Barry M. Gumbiner, PhD
The roles of cadherins and catenins in cell-cell interactions, tumor growth and metastasis
The Gumbiner laboratory studies the roles of cadherins and catenins in tumor growth and metastasis. In addition to its role in cell adhesion as a cadherin-binding protein, beta-catenin mediates the nuclear signal-transducing events in the Wnt pathway. Beta-catenin signaling is activated in colorectal and other tumor cells, which contributes to tumor growth and progression. Beta-catenin signaling is regulated by a cytoplasmic complex that includes the adenomatous polyposis coli (APC) tumor suppressor protein, axin, and glycogen synthase-kinase. The molecular mechanisms controlling the signaling activity of this pool are being investigated, in particular the relationship between beta-catenin nuclear signaling activity and its function with the cadherins at the cell surface. In colorectal tumor cells, E-cadherin acts as a tumor suppressor protein to slow the proliferation of colon tumor cells by inhibiting the signaling activity of beta-catenin. However, more recent work has revealed that distinct molecular forms of beta-catenin are targeted to adhesive or transcriptional complexes, and the post-translational events regulating these molecular forms are being investigated. Studies are also being done to determine how the APC protein complex regulates beta-catenin targeting, stability, and signaling activity.
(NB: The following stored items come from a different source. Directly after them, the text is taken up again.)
#[tokio::test]
async fn test_empty_continuation_token_ends_listing() {
    let client = ScriptedListClient {
        pages: vec![
            (None, vec!["u1"], Some("a")),
            (Some("a"), vec!["u2"], Some("")),
        ],
        ..Default::default()
    };

    let pool: UserPool<_, _> =
        UserPool::new(log(), POOL_ID, client, StaticTokenVerifier::default());

    assert_eq!(pool.list_users().await.unwrap().len(), 2);

    let page = pool.list_users_page(Some("a".to_string())).await.unwrap();
    assert_eq!(page.next_token, None);

    // An empty token passed in by a caller means the first page
    let page = pool.list_users_page(Some(String::new())).await.unwrap();
    assert_eq!(page.next_token.as_deref(), Some("a"));
    assert_eq!(page.users[0].id, "u1");
}

#[tokio::test]
async fn test_unclassified_errors_keep_the_message() {
    let client = ScriptedListClient::default();
    let pool: UserPool<_, _> =
        UserPool::new(log(), POOL_ID, client, StaticTokenVerifier::default());

    let error = pool
        .create_user(
            create_request("creed@example.com", "Quabity#1"),
            CreateUserOptions::default(),
        )
        .await
        .unwrap_err();

    assert_eq!(error.kind, ErrorKind::Internal);
    assert!(error.detail.contains("connection reset by peer"));
}

fn token_pool(
    verifier: StaticTokenVerifier,
) -> UserPool<InMemoryIdentityProvider, StaticTokenVerifier> {
    let provider = InMemoryIdentityProvider::with_region("eu-west-1");
    provider.insert_user("u1", vec![Attribute::new("email", "u1@example.com")]);

    UserPool::new(log(), POOL_ID, provider, verifier)
}

#[tokio::test]
async fn test_get_user_using_access_token() {
    let verifier = StaticTokenVerifier::default().with_token(
        "access-token",
        serde_json::json!({ "token_use": "access", "username": "u1" }),
    );
    let fetched = verifier.fetched.clone();
    let pool = token_pool(verifier);

    let by_token = pool.get_user_using_token("access-token").await.unwrap();
    let by_id = pool.get_user_by_id("u1").await.unwrap();
    assert_eq!(by_token, by_id);
    assert_eq!(by_token.email.as_deref(), Some("u1@example.com"));

    assert_eq!(*fetched.lock().unwrap(), vec![jwks_url("eu-west-1", POOL_ID)]);
}

#[tokio::test]
async fn test_get_user_using_id_token() {
    let verifier = StaticTokenVerifier::default().with_token(
        "id-token",
        serde_json::json!({
            "token_use": "id",
            "cognito:username": "u1",
            "email": "u1@example.com",
        }),
    );
    let pool = token_pool(verifier);

    let user = pool.get_user_using_token("id-token").await.unwrap();
    assert_eq!(user.id, "u1");
}

#[tokio::test]
async fn test_get_user_using_token_without_username() {
    let verifier = StaticTokenVerifier::default()
        .with_token("anonymous", serde_json::json!({ "token_use": "access" }));
    let pool = token_pool(verifier);

    let error = pool.get_user_using_token("anonymous").await.unwrap_err();
    assert_eq!(
        error,
        Error::invalid_token("cognito:username or username needs to be passed")
    );

    // No lookup was attempted
    assert_eq!(pool.state().call_count(IdentityProviderOperation::GetUser), 0);
}

#[tokio::test]
async fn test_get_user_using_bad_token() {
    let pool = token_pool(StaticTokenVerifier::default());

    let error = pool.get_user_using_token("forged").await.unwrap_err();
    assert_eq!(error.kind, ErrorKind::InvalidToken);
    assert_eq!(pool.state().call_count(IdentityProviderOperation::GetUser), 0);
}

#[tokio::test]
async fn test_get_user_using_token_for_deleted_user() {
    let verifier = StaticTokenVerifier::default().with_token(
        "stale",
        serde_json::json!({ "token_use": "access", "username": "u1" }),
    );
    let pool = token_pool(verifier);

    pool.delete_user("u1").await.unwrap();

    let error = pool.get_user_using_token("stale").await.unwrap_err();
    assert!(error.is_not_found());
}

#[derive(Serialize, Deserialize, Debug, Default, PartialEq)]
struct SalesAttributes {
    #[serde(rename = "custom:branch")]
    branch: Option<String>,

    #[serde(rename = "custom:quota")]
    #[serde(skip_serializing_if = "Option::is_none")]
    quota: Option<String>,
}

#[tokio::test]
async fn test_typed_attributes() {
    let pool: UserPool<_, _, SalesAttributes> = UserPool::new(
        log(),
        POOL_ID,
        InMemoryIdentityProvider::new(),
        StaticTokenVerifier::default(),
    );

    let phyllis = pool
        .create_user(
            CreateUserRequest {
                email: Some("phyllis@example.com".to_string()),
                password: None,
                attributes: SalesAttributes {
                    branch: Some("scranton".to_string()),
                    quota: None,
                },
            },
            CreateUserOptions { verified: true },
        )
        .await
        .unwrap();

    assert_eq!(
        phyllis.attributes,
        SalesAttributes { branch: Some("scranton".to_string()), quota: None }
    );

    let phyllis = pool
        .update_user(
            "phyllis@example.com",
            UpdateUserRequest {
                password: None,
                attributes: SalesAttributes {
                    branch: None,
                    quota: Some("120".to_string()),
                },
            },
        )
        .await
        .unwrap();

    // Unset fields are left alone rather than cleared
    assert_eq!(
        phyllis.attributes,
        SalesAttributes {
            branch: Some("scranton".to_string()),
            quota: Some("120".to_string()),
        }
    );
}

#[derive(Serialize, Deserialize, Debug, PartialEq)]
struct LicenseAttributes {
    #[serde(rename = "custom:seats")]
    seats: u32,

    #[serde(rename = "custom:trial")]
    trial: bool,
}

#[tokio::test]
async fn test_typed_scalar_attributes_read_back() {
    let pool: UserPool<_, _, LicenseAttributes> = UserPool::new(
        log(),
        POOL_ID,
        InMemoryIdentityProvider::new(),
        StaticTokenVerifier::default(),
    );

    let darryl = pool
        .create_user(
            CreateUserRequest {
                email: Some("darryl@example.com".to_string()),
                password: None,
                attributes: LicenseAttributes { seats: 3, trial: true },
            },
            CreateUserOptions::default(),
        )
        .await
        .unwrap();

    assert_eq!(darryl.attributes, LicenseAttributes { seats: 3, trial: true });

    let darryl = pool
        .update_user(
            "darryl@example.com",
            UpdateUserRequest {
                password: None,
                attributes: LicenseAttributes { seats: 12, trial: false },
            },
        )
        .await
        .unwrap();

    assert_eq!(darryl.attributes, LicenseAttributes { seats: 12, trial: false });

    let fetched = pool.get_user_by_id("darryl@example.com").await.unwrap();
    assert_eq!(fetched, darryl);

    let listed = pool.list_users().await.unwrap();
    assert_eq!(listed, vec![darryl]);

    let state = pool.state();
    let stored = &state.users["darryl@example.com"];
    assert!(stored.attributes.contains(&Attribute::new("custom:seats", "12")));
}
Experiments are also being done to understand the role of cadherin signaling in contact inhibition. The loss of E-cadherin expression in late stage tumors leads to increased invasiveness and metastasis. This has always been attributed to the loss of the adhesive function of E-cadherin. However, experiments in the laboratory have shown that the invasion suppressor activity of E-cadherin can be separated from its adhesive function, and instead involves an activity associated with its cytoplasmic domain. Normal cells exhibit a property called contact inhibition of growth, which is often lost in tumor cells. Contact inhibition has been proposed to be mediated by cadherins, but it has been difficult to distinguish a direct role for cadherins from an indirect secondary role resulting from adhesion-mediated alterations in juxtacrine signaling via other receptors. Using purified cadherin proteins to engage cadherins independent of other cell contacts, it has been possible to show that E-cadherin engagement directly inhibits cell growth. The cadherin-dependent signaling pathways responsible for invasion suppression and contact inhibition are being investigated.